2.3. Le recourant soutient que, indépendamment de la question de savoir si sa
situation avait évolué, une nouvelle expertise aurait dû être mise en oeuvre en
raison de l'ancienneté excessive de l'expertise de 2013. Contrairement à ce
qu'il affirme - en se référant indirectement à l'arrêt publié aux ATF 128 IV
241 consid. 3.4 -, la jurisprudence n'a jamais tracé une limite absolue de
trois années, au-delà de laquelle la mise en oeuvre d'une nouvelle expertise
serait en tous les cas nécessaire. L'évolution de l'intéressé depuis la
dernière expertise doit en effet être considérée et s'avère décisive à cet
égard (cf. consid. 2.1 supra). Même s'agissant d'un laps de temps de près de
dix années séparant l'expertise de la décision portant sur la libération
conditionnelle de l'internement, le Tribunal fédéral a considéré qu'une
nouvelle expertise - ou à tout le moins un complément - s'imposait en raison du
changement de situation intervenu, en particulier concernant les régimes de
détention successifs qu'avait connus l'interné depuis l'époque à laquelle
l'expertise en question avait été réalisée (cf. arrêt 6B_1312/2016 du 22 juin
2017 consid. 3.4). Or, en l'espèce, le recourant ne prétend pas qu'un
quelconque changement de sa situation serait à signaler et ne conteste pas les
constatations de la cour cantonale concernant une absence de modification des
circonstances depuis l'expertise de 2013. Il ne ressort pas de l'arrêt attaqué
que le recourant aurait connu des altérations significatives dans son régime de
détention depuis cette expertise. Il apparaît en revanche que l'intéressé
manifeste toujours le même état d'esprit qu'à l'époque de l'expertise, qu'il
n'a entamé aucun processus thérapeutique, qu'il conteste les infractions en
raison desquelles il est interné et estime ne pas devoir changer son
comportement. Il en ressort enfin que tous les acteurs appelés à se prononcer
sur la question ont émis un préavis négatif s'agissant d'une éventuelle
libération conditionnelle de l'internement.

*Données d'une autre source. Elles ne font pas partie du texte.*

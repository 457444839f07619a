//! Portfolio holdings and derived statistics.

use serde::{Deserialize, Serialize};
use std::fmt;

use crate::domain::aggregate::Summary;

#[derive(Debug, Clone, PartialEq, Serialize, Deserialize)]
pub struct MonthlyValue {
    pub month: String,
    pub value: f64,
}

#[derive(Debug, Clone, Copy, PartialEq, Eq, Serialize, Deserialize)]
#[serde(rename_all = "lowercase")]
pub enum PositionStatus {
    Active,
    Paused,
}

impl fmt::Display for PositionStatus {
    fn fmt(&self, f: &mut fmt::Formatter<'_>) -> fmt::Result {
        match self {
            PositionStatus::Active => f.write_str("active"),
            PositionStatus::Paused => f.write_str("paused"),
        }
    }
}

#[derive(Debug, Clone, PartialEq, Serialize, Deserialize)]
pub struct Position {
    pub id: String,
    pub name: String,
    /// Share of the portfolio, 0..=100.
    pub allocation: u8,
    pub value: f64,
    pub return_percent: f64,
    pub pnl: f64,
    pub status: PositionStatus,
}

impl Position {
    pub fn is_positive(&self) -> bool {
        self.return_percent >= 0.0
    }
}

#[derive(Debug, Clone, PartialEq, Default, Serialize, Deserialize)]
pub struct Portfolio {
    pub history: Vec<MonthlyValue>,
    pub positions: Vec<Position>,
}

#[derive(Debug, Clone, PartialEq)]
pub struct PortfolioStats {
    pub total_value: f64,
    pub total_pnl: f64,
    pub active_count: usize,
    /// Last month's value minus the previous month's.
    pub monthly_change: Option<f64>,
    pub monthly_change_pct: Option<f64>,
    pub best_performer: Option<(String, f64)>,
}

impl Portfolio {
    pub fn stats(&self) -> PortfolioStats {
        let total_value = self.positions.iter().map(|p| p.value).sum();
        let total_pnl = self.positions.iter().map(|p| p.pnl).sum();
        let active_count = self
            .positions
            .iter()
            .filter(|p| p.status == PositionStatus::Active)
            .count();

        let (monthly_change, monthly_change_pct) = match self.history.as_slice() {
            [.., prev, last] => {
                let change = last.value - prev.value;
                let pct = if prev.value != 0.0 {
                    Some(change / prev.value * 100.0)
                } else {
                    None
                };
                (Some(change), pct)
            }
            _ => (None, None),
        };

        let best = Summary::of(self.positions.iter().map(|p| p.return_percent)).max;
        let best_performer = best.and_then(|max| {
            self.positions
                .iter()
                .find(|p| p.return_percent == max)
                .map(|p| (p.name.clone(), p.return_percent))
        });

        PortfolioStats {
            total_value,
            total_pnl,
            active_count,
            monthly_change,
            monthly_change_pct,
            best_performer,
        }
    }

    pub fn values(&self) -> Vec<f64> {
        self.history.iter().map(|m| m.value).collect()
    }
}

Le fait que le recourant souhaitait voir la cour cantonale se pencher non
seulement sur la question de sa libération conditionnelle de l'internement mais
aussi sur celle de l'instauration d'un éventuel traitement thérapeutique
institutionnel n'y change rien. En effet, dans son rapport du 28 octobre 2013,
l'expert psychiatre avait conclu à l'absence de toute pathologie psychiatrique
chez l'intéressé (cf. pièce 3024 du dossier cantonal, p. 11). On ne voit pas,
partant, comment les conditions au prononcé d'une mesure à titre de l'art. 59
CP - en particulier l'existence d'un grave trouble mental ayant eu un lien avec
les infractions commises - pourraient désormais être remplies, le recourant ne
prétendant au demeurant nullement pouvoir souffrir d'un grave trouble mental au
sens de cette disposition.

Au vu de ce qui précède, la cour cantonale n'a pas violé le droit fédéral en
fondant sa décision sur l'expertise figurant au dossier. On peut cependant
relever que celle-ci est désormais particulièrement ancienne et pourra
difficilement, à l'avenir, répondre aux exigences de l'art. 64b al. 2 let. b
CP.

3. 

Le recourant reproche à l'autorité précédente de ne pas lui avoir accordé
l'assistance judiciaire pour la procédure de recours cantonale.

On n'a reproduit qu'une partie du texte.